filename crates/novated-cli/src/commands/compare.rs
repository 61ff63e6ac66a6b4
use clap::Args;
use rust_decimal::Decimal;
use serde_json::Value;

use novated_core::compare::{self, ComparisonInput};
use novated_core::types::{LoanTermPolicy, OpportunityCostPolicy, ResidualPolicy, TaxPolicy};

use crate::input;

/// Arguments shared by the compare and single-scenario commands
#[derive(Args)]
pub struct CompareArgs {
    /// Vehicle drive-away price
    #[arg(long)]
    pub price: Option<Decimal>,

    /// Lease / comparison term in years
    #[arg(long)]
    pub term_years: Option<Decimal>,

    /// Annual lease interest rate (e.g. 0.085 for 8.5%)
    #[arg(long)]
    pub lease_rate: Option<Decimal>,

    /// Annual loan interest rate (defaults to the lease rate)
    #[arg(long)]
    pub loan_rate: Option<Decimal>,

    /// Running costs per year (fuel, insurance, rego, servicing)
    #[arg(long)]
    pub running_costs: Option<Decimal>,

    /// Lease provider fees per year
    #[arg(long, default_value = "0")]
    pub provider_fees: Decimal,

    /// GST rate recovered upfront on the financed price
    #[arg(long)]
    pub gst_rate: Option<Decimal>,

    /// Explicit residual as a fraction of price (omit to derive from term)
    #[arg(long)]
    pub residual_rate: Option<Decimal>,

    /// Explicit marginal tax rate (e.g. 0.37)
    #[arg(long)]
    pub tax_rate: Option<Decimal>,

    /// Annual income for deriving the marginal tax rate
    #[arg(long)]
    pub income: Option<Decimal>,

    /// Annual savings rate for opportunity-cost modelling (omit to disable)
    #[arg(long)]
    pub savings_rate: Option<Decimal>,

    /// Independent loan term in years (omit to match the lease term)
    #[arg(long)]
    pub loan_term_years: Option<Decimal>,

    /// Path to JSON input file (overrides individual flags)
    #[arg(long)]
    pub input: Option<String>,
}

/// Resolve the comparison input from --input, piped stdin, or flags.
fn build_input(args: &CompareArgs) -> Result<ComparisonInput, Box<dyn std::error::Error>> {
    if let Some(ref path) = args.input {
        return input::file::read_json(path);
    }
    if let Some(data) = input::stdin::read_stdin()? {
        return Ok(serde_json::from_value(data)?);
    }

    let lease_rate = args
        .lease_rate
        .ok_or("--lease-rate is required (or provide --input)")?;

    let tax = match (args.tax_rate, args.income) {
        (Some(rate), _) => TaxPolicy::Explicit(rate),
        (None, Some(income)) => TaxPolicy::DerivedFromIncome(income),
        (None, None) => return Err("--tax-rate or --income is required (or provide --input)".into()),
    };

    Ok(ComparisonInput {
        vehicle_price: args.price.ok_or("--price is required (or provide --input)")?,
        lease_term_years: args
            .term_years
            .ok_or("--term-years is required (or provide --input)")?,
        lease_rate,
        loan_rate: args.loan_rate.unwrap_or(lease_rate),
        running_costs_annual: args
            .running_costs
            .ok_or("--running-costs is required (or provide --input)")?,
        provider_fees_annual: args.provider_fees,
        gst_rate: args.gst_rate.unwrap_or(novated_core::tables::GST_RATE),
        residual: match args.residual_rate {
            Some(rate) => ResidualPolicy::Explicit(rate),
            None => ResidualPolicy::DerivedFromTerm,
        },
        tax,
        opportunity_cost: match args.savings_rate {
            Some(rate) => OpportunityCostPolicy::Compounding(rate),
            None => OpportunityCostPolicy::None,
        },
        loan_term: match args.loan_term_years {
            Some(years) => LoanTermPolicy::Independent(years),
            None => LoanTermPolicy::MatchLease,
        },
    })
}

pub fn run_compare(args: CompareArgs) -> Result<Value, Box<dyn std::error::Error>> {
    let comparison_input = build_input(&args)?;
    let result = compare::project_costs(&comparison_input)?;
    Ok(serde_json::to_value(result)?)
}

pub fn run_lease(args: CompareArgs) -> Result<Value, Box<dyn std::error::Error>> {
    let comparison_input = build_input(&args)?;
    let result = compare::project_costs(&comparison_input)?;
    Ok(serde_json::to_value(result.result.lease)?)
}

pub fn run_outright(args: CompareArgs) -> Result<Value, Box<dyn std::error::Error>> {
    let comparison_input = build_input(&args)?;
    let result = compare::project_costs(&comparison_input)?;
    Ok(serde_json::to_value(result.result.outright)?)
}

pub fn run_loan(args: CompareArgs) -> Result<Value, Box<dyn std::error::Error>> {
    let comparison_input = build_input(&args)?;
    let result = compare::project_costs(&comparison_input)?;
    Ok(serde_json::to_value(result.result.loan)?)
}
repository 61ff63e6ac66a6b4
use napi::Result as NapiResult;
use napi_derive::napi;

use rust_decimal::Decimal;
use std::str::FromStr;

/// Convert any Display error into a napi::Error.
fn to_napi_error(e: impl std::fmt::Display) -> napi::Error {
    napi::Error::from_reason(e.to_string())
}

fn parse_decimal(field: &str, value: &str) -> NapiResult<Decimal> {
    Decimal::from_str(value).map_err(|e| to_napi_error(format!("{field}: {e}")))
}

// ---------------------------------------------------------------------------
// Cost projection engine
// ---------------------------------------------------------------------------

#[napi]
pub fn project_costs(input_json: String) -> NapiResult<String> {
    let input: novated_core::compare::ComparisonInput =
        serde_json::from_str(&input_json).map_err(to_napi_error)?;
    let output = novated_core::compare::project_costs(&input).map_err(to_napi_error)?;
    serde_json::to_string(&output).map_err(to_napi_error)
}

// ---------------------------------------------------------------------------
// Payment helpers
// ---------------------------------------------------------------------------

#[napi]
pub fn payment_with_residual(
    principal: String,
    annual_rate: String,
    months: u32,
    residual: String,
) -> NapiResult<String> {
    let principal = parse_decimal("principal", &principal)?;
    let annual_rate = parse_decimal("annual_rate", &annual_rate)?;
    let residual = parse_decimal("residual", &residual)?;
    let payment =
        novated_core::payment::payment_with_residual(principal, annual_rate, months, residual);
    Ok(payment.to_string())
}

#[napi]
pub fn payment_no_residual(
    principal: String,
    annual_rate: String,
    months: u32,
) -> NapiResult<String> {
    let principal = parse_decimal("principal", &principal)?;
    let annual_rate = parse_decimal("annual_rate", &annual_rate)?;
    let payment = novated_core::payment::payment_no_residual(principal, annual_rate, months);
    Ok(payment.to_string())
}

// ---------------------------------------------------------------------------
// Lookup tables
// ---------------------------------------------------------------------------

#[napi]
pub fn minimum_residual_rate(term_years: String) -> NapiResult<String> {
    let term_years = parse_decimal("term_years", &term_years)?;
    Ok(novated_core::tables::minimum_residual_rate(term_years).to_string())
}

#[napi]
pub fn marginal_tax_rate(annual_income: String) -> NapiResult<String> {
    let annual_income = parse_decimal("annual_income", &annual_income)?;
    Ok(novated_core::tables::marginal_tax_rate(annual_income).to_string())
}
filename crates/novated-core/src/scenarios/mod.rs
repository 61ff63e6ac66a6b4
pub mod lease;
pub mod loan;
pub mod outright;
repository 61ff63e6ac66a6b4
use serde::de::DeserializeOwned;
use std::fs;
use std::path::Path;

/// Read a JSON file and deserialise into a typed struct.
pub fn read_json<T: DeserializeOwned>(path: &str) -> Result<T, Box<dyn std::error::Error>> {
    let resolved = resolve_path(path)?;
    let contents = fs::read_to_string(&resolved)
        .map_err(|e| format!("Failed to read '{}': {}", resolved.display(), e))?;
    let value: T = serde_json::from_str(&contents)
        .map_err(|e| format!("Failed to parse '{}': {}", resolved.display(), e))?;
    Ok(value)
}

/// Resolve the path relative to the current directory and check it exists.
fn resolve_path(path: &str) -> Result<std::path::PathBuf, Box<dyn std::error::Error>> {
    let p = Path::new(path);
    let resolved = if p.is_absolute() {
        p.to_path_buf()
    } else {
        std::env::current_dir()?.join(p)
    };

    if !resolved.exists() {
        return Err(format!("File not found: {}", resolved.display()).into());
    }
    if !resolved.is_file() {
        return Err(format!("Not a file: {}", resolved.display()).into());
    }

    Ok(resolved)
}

==

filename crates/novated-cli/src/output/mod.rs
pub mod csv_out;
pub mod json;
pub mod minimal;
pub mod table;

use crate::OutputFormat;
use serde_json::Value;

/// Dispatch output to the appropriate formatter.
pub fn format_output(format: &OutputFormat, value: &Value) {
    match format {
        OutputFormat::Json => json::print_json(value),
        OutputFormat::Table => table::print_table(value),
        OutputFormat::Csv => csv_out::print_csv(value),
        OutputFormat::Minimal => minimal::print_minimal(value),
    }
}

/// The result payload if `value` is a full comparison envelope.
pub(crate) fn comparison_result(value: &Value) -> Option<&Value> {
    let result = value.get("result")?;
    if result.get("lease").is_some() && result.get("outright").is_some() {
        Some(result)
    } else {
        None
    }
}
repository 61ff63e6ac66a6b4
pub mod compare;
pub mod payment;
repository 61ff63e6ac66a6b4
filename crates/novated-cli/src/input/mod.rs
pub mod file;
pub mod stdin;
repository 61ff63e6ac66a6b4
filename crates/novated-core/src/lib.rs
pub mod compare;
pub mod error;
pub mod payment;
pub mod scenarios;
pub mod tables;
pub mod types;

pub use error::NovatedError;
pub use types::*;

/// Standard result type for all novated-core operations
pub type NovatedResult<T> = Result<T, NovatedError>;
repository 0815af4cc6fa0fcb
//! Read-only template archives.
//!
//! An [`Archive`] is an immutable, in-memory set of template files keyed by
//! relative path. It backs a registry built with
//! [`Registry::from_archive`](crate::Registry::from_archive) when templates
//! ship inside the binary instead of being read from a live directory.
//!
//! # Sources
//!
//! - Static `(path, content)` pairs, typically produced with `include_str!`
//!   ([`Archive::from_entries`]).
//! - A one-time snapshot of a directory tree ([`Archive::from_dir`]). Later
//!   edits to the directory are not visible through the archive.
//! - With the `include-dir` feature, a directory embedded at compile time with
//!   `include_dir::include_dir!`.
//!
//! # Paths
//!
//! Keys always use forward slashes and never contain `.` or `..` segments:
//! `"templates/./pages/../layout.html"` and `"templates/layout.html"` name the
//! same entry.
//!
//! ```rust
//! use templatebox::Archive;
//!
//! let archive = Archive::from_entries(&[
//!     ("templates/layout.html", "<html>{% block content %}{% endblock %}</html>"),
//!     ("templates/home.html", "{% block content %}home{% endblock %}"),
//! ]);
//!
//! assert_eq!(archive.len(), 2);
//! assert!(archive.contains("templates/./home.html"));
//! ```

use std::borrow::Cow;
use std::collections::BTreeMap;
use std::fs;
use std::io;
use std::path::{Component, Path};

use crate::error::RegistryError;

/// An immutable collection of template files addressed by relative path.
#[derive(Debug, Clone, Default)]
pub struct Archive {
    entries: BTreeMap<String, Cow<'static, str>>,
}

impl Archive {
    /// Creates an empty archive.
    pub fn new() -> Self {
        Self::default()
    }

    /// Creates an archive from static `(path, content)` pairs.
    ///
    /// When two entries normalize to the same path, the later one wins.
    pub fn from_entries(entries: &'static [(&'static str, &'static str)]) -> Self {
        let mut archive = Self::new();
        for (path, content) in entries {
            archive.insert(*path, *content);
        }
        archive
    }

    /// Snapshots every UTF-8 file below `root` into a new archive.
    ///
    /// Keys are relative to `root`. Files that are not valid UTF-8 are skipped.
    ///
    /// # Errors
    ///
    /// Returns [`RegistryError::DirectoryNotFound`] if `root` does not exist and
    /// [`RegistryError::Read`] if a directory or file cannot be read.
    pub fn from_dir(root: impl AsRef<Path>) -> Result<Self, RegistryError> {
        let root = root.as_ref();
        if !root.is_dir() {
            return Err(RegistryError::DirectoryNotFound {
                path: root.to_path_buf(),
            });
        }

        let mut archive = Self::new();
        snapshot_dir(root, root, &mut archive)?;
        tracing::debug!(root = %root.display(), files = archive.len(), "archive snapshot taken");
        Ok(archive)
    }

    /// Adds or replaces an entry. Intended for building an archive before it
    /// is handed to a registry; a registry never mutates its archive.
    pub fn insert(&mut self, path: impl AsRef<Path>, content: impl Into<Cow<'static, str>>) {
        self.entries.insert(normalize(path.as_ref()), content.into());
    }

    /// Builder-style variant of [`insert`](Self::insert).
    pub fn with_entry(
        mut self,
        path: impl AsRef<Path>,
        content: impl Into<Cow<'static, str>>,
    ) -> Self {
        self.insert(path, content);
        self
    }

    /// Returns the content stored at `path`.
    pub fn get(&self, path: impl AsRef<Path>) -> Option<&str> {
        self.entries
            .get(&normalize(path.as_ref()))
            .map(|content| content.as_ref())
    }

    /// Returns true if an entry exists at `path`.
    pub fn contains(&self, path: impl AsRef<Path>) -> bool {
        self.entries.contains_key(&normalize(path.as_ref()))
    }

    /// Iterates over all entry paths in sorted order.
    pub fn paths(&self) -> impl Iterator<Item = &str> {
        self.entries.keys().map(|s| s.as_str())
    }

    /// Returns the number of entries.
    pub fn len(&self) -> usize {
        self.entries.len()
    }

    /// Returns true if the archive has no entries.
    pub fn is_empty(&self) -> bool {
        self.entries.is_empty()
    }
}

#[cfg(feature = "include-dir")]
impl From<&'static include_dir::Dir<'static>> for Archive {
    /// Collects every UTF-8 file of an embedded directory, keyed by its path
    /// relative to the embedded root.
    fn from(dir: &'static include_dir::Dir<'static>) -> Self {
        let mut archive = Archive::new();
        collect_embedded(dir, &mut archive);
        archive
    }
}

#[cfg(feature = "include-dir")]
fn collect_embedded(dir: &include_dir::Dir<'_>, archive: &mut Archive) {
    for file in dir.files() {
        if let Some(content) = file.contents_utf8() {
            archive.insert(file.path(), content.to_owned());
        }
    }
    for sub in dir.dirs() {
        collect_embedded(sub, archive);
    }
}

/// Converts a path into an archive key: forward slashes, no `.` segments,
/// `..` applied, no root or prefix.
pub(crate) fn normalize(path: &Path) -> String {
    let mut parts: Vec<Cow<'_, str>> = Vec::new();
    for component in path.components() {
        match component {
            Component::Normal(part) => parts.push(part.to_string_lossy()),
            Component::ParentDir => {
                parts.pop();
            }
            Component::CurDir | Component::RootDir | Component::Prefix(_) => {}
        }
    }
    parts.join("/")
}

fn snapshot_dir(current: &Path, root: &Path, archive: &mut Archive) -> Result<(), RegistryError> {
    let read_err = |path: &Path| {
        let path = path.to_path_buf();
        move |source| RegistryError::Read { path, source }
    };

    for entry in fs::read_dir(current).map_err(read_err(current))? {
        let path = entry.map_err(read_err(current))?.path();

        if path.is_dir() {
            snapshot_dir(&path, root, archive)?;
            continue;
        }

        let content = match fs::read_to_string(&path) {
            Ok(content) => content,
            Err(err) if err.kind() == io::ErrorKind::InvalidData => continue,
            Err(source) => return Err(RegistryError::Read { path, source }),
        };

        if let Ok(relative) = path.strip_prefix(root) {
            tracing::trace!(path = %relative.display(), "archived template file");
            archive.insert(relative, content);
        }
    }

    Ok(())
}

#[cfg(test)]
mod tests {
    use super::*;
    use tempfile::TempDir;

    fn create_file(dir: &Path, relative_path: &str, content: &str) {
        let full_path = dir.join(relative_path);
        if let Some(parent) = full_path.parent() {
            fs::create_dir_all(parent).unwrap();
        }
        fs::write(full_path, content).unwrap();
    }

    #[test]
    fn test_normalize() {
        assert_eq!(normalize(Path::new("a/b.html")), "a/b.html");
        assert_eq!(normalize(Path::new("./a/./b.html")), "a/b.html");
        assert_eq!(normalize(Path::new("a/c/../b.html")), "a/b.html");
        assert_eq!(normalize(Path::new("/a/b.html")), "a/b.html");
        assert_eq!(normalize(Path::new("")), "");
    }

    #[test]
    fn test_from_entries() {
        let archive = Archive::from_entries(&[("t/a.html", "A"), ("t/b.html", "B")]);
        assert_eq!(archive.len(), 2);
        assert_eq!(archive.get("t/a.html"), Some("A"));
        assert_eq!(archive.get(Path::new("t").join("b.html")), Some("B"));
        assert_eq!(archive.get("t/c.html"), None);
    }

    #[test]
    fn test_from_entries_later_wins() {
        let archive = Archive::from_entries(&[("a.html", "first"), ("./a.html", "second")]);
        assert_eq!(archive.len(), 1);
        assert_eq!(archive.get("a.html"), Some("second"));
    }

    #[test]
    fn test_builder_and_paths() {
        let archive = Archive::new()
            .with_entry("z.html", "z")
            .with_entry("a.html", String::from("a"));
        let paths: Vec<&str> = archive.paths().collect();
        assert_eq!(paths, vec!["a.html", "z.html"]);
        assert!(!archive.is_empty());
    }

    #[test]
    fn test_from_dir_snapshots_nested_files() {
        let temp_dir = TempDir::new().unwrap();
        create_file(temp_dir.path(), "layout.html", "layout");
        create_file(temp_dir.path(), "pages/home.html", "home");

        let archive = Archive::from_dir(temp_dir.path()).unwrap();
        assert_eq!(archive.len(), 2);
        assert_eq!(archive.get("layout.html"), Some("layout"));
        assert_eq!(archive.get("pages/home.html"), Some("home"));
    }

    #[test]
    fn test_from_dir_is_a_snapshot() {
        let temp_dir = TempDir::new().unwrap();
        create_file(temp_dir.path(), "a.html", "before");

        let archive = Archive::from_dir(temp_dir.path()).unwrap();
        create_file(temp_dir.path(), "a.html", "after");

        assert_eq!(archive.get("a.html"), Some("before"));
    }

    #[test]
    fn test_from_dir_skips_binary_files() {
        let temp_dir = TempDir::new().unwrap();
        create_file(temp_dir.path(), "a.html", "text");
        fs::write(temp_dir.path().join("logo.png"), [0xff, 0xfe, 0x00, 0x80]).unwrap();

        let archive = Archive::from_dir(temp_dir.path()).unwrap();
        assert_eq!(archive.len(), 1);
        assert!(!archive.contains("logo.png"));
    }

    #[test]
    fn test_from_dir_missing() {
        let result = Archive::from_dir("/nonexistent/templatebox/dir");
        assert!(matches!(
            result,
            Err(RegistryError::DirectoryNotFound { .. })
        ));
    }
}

**PROBLEM REQUIREMENTS**
Taking the material above, say how many lines have "same" in them, and give no other output.

**SOLUTION TO THIS TASK**
2